» **WHAT THE TASK ASKS**
Starting at the top of the entries below, set down every line exactly, please, until you reach the line with "Kijun-sen (base line).", which is included too.

[Dataset items]
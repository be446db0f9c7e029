//! Ichimoku Kinko Hyo (Ichimoku Cloud).
//!
//! Five lines built from range midpoints:
//!
//! ```text
//! midpoint(n)[i] = (highest high + lowest low) / 2 over the n bars ending at i
//!
//! Tenkan-sen     = midpoint(tenkan)
//! Kijun-sen      = midpoint(kijun)
//! Senkou Span A  = (Tenkan-sen + Kijun-sen) / 2
//! Senkou Span B  = midpoint(senkou_b)
//! Chikou Span    = Close
//! ```
//!
//! All lines are aligned to the candle they are computed from. Charting
//! conventions shift the Senkou spans forward and the Chikou span backward by
//! the Kijun period; that shift is left to the renderer.
//!
//! # Example
//!
//! ```
//! use fxta::indicators::ichimoku::Ichimoku;
//!
//! let high: Vec<f64> = (0..60).map(|i| 1.1 + f64::from(i) * 0.001).collect();
//! let low: Vec<f64> = high.iter().map(|h| h - 0.002).collect();
//! let close: Vec<f64> = high.iter().map(|h| h - 0.001).collect();
//!
//! let cloud = Ichimoku::default().compute(&high, &low, &close).unwrap();
//! assert!(cloud.tenkan[7].is_none());
//! assert!(cloud.tenkan[8].is_some());
//! assert!(cloud.senkou_b[50].is_none());
//! assert!(cloud.senkou_b[51].is_some());
//! assert_eq!(cloud.chikou[0], Some(close[0]));
//! ```

use crate::error::Result;
use crate::kernels::rolling_extrema::rolling_extrema;
use crate::series::{combine, Series};
use crate::traits::{validate_period, validate_same_len, SeriesElement};

/// Output of the Ichimoku computation.
#[derive(Debug, Clone, PartialEq)]
pub struct IchimokuOutput<T> {
    /// Tenkan-sen (conversion line).
    pub tenkan: Series<T>,
    /// Kijun-sen (base line).
    pub kijun: Series<T>,
    /// Senkou Span A (leading span A).
    pub senkou_a: Series<T>,
    /// Senkou Span B (leading span B).
    pub senkou_b: Series<T>,
    /// Chikou Span (lagging span), the close itself.
    pub chikou: Series<T>,
}

impl<T> IchimokuOutput<T> {
    /// Returns the length of the output series.
    #[must_use]
    pub fn len(&self) -> usize {
        self.chikou.len()
    }

    /// Returns true if the output is empty.
    #[must_use]
    pub fn is_empty(&self) -> bool {
        self.chikou.is_empty()
    }
}

/// Midpoint of the high/low range over the trailing `period` bars.
///
/// # Errors
///
/// Returns `Error::InvalidPeriod` if `period` is 0.
pub fn range_midpoint<T: SeriesElement>(high: &[T], low: &[T], period: usize) -> Result<Series<T>> {
    let extrema = rolling_extrema(high, low, period)?;
    Ok(combine(&extrema.max, &extrema.min, |hh, ll| (hh + ll) / T::two()))
}

/// Computes the Ichimoku lines.
///
/// # Errors
///
/// Returns `Error::InvalidPeriod` if any period is 0, or
/// `Error::LengthMismatch` if the inputs differ in length.
pub fn ichimoku<T: SeriesElement>(
    high: &[T],
    low: &[T],
    close: &[T],
    tenkan_period: usize,
    kijun_period: usize,
    senkou_b_period: usize,
) -> Result<IchimokuOutput<T>> {
    validate_period(tenkan_period, "ichimoku")?;
    validate_period(kijun_period, "ichimoku")?;
    validate_period(senkou_b_period, "ichimoku")?;
    validate_same_len(&[("high", high.len()), ("low", low.len()), ("close", close.len())])?;

    let tenkan = range_midpoint(high, low, tenkan_period)?;
    let kijun = range_midpoint(high, low, kijun_period)?;
    let senkou_a = combine(&tenkan, &kijun, |t, k| (t + k) / T::two());
    let senkou_b = range_midpoint(high, low, senkou_b_period)?;
    let chikou = close.iter().copied().map(Some).collect();

    Ok(IchimokuOutput {
        tenkan,
        kijun,
        senkou_a,
        senkou_b,
        chikou,
    })
}

/// Ichimoku configuration.
#[derive(Debug, Clone, Copy, PartialEq, Eq, Hash)]
pub struct Ichimoku {
    tenkan: usize,
    kijun: usize,
    senkou_b: usize,
}

impl Default for Ichimoku {
    /// Standard parameters (9, 26, 52).
    fn default() -> Self {
        Self {
            tenkan: 9,
            kijun: 26,
            senkou_b: 52,
        }
    }
}

impl Ichimoku {
    /// Creates a configuration with standard parameters (9, 26, 52).
    #[must_use]
    pub fn new() -> Self {
        Self::default()
    }

    /// Sets the Tenkan-sen period.
    #[must_use]
    pub const fn tenkan(mut self, period: usize) -> Self {
        self.tenkan = period;
        self
    }

    /// Sets the Kijun-sen period.
    #[must_use]
    pub const fn kijun(mut self, period: usize) -> Self {
        self.kijun = period;
        self
    }

    /// Sets the Senkou Span B period.
    #[must_use]
    pub const fn senkou_b(mut self, period: usize) -> Self {
        self.senkou_b = period;
        self
    }

    /// Returns the Tenkan-sen period.
    #[must_use]
    pub const fn get_tenkan(&self) -> usize {
        self.tenkan
    }

    /// Returns the Kijun-sen period.
    #[must_use]
    pub const fn get_kijun(&self) -> usize {
        self.kijun
    }

    /// Returns the Senkou Span B period.
    #[must_use]
    pub const fn get_senkou_b(&self) -> usize {
        self.senkou_b
    }

    /// Computes the Ichimoku lines using the configured periods.
    ///
    /// # Errors
    ///
    /// Returns an error if a period is 0 or the inputs differ in length.
    pub fn compute<T: SeriesElement>(
        &self,
        high: &[T],
        low: &[T],
        close: &[T],
    ) -> Result<IchimokuOutput<T>> {
        ichimoku(high, low, close, self.tenkan, self.kijun, self.senkou_b)
    }
}

#[cfg(test)]
mod tests {
    #![allow(clippy::all, clippy::pedantic, clippy::nursery)]
    use super::*;
    use crate::utils::count_undefined_prefix;

    fn sample(n: usize) -> (Vec<f64>, Vec<f64>, Vec<f64>) {
        let high: Vec<f64> = (0..n).map(|i| 2.0 + ((i as f64) * 0.3).sin()).collect();
        let low: Vec<f64> = high.iter().map(|h| h - 0.5).collect();
        let close: Vec<f64> = high.iter().map(|h| h - 0.2).collect();
        (high, low, close)
    }

    #[test]
    fn test_midpoint_uses_range_extremes() {
        let high = [3.0_f64, 5.0, 4.0];
        let low = [1.0_f64, 2.0, 0.5];
        let mid = range_midpoint(&high, &low, 3).unwrap();
        // (5 + 0.5) / 2; averaging per-column midpoints would give 2.625
        assert_eq!(mid[2], Some(2.75));
    }

    #[test]
    fn test_ichimoku_prefixes() {
        let (h, l, c) = sample(80);
        let out = ichimoku(&h, &l, &c, 9, 26, 52).unwrap();
        assert_eq!(out.len(), 80);
        assert_eq!(count_undefined_prefix(&out.tenkan), 8);
        assert_eq!(count_undefined_prefix(&out.kijun), 25);
        assert_eq!(count_undefined_prefix(&out.senkou_a), 25);
        assert_eq!(count_undefined_prefix(&out.senkou_b), 51);
        assert_eq!(count_undefined_prefix(&out.chikou), 0);
    }

    #[test]
    fn test_senkou_a_is_average() {
        let (h, l, c) = sample(40);
        let out = ichimoku(&h, &l, &c, 9, 26, 52).unwrap();
        for i in 25..40 {
            let expected = (out.tenkan[i].unwrap() + out.kijun[i].unwrap()) / 2.0;
            assert!((out.senkou_a[i].unwrap() - expected).abs() < 1e-12);
        }
    }

    #[test]
    fn test_chikou_is_close() {
        let (h, l, c) = sample(10);
        let out = ichimoku(&h, &l, &c, 9, 26, 52).unwrap();
        assert_eq!(out.chikou, c.iter().copied().map(Some).collect::<Vec<_>>());
    }

    #[test]
    fn test_ichimoku_errors() {
        let (h, l, c) = sample(10);
        assert!(ichimoku(&h, &l, &c, 0, 26, 52).is_err());
        assert!(ichimoku(&h, &l[..9], &c, 9, 26, 52).is_err());
        let config = Ichimoku::default();
        assert_eq!((config.get_tenkan(), config.get_kijun(), config.get_senkou_b()), (9, 26, 52));
    }
}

» **FINAL ANSWER**
repository be446db0f9c7e029
//! Ichimoku Kinko Hyo (Ichimoku Cloud).
//!
//! Five lines built from range midpoints:
//!
//! ```text
//! midpoint(n)[i] = (highest high + lowest low) / 2 over the n bars ending at i
//!
//! Tenkan-sen     = midpoint(tenkan)
//! Kijun-sen      = midpoint(kijun)
//! Senkou Span A  = (Tenkan-sen + Kijun-sen) / 2
//! Senkou Span B  = midpoint(senkou_b)
//! Chikou Span    = Close
//! ```
//!
//! All lines are aligned to the candle they are computed from. Charting
//! conventions shift the Senkou spans forward and the Chikou span backward by
//! the Kijun period; that shift is left to the renderer.
//!
//! # Example
//!
//! ```
//! use fxta::indicators::ichimoku::Ichimoku;
//!
//! let high: Vec<f64> = (0..60).map(|i| 1.1 + f64::from(i) * 0.001).collect();
//! let low: Vec<f64> = high.iter().map(|h| h - 0.002).collect();
//! let close: Vec<f64> = high.iter().map(|h| h - 0.001).collect();
//!
//! let cloud = Ichimoku::default().compute(&high, &low, &close).unwrap();
//! assert!(cloud.tenkan[7].is_none());
//! assert!(cloud.tenkan[8].is_some());
//! assert!(cloud.senkou_b[50].is_none());
//! assert!(cloud.senkou_b[51].is_some());
//! assert_eq!(cloud.chikou[0], Some(close[0]));
//! ```

use crate::error::Result;
use crate::kernels::rolling_extrema::rolling_extrema;
use crate::series::{combine, Series};
use crate::traits::{validate_period, validate_same_len, SeriesElement};

/// Output of the Ichimoku computation.
#[derive(Debug, Clone, PartialEq)]
pub struct IchimokuOutput<T> {
    /// Tenkan-sen (conversion line).
    pub tenkan: Series<T>,
    /// Kijun-sen (base line).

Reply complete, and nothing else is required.